Ritmo (Coluna da APPOA)

Imagem: Pixabay
Imagem: Pixabay

Luciano Mattuela (*)

Até bater palmas no “Parabéns a você” exigia uma certa concentração. E nem sempre eu acertava. Bem que tentava, mas volta e meia eu era a batida dissonante naquele mar de bem concatenados. Pra mim, desde a infância, o ritmo foi algo confuso, um mistério insondável.

Na adolescência, me aventurei a aprender a tocar violão. Eu achava o máximo todo aquele pessoal tão familiarizado com os acordes e as pestanas. Não demorou muito até eu perceber que as cordas não eram para mim. Eu até aprendia com certa desenvoltura a posição dos dedos, mas a batida era o problema. A consonância do movimento da mão com o timbre que eu escutava da música que tentava tocar era de uma impossibilidade mística. O misto de cansaço e piedade que eu via nos olhos do professor atestavam o inevitável fato de que eu não tinha jeito para aquilo. Tudo ficou ainda mais claro quando, só depois de muito tempo, ele percebeu que eu era canhoto e me perguntou se eu não preferia inverter a cordas. Eu nunca tinha pensado nisso, o que entendi como sendo a sentença cabal de que os meus sonhos de rockstar não seriam realizados nesta encarnação.

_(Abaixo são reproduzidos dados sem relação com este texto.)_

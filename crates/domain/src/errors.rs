//! Domain-level errors

use thiserror::Error;

/// Errors that can occur in the domain layer
#[derive(Debug, Error, PartialEq, Eq)]
pub enum DomainError {
    /// Price is zero or negative after rounding to cents
    #[error("Price must be greater than 0: {0}")]
    PriceNotPositive(String),

    /// Price exceeds the largest storable amount
    #[error("Price is too high: {0}")]
    PriceTooHigh(String),

    /// Unknown product status
    #[error("Invalid product status: {0}")]
    InvalidStatus(String),

    /// Product identifier is empty
    #[error("Invalid product id: {0:?}")]
    InvalidProductId(String),
}
//! HTTP request handlers

pub mod health;
pub mod products;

Essa dificuldade com os ritmos e compassos também se apresentou de forma imaterial na minha vida. Por exemplo, eu ainda hoje tenho uma relação complicada com o tempo: sempre chego cedo nos compromissos. E olha que eu me esforço. Por vezes, aguardo mais uns dez ou até quinze minutos para sair de casa. Entretanto, inevitavelmente, lá estou eu chegando antes do horário combinado. Entendo que para alguns isso seria uma benção, mas esta quase metafísica distensão temporal é pra mim uma maldição: fico com a sensação de desperdício.

Talvez tenha sido justamente este desencontro entre o meu tempo e tempo do mundo que me fez  trabalhar tanto nos meus vinte e trinta anos. Posso contar nos dedos de uma mão – a confiável canhota, não a desengonçada destra – quantas vezes me atrasei para um atendimento.

Essa confiança na pontualidade fez com que eu trabalhasse sempre com intervalos muito curtos, uma vez que eu sabia que não me atrasaria. Com isso, entretanto, me vi mais e mais assoberbado, tendo em vista que este mesmo rigor cronológico também me permitia aceitar mais demandas.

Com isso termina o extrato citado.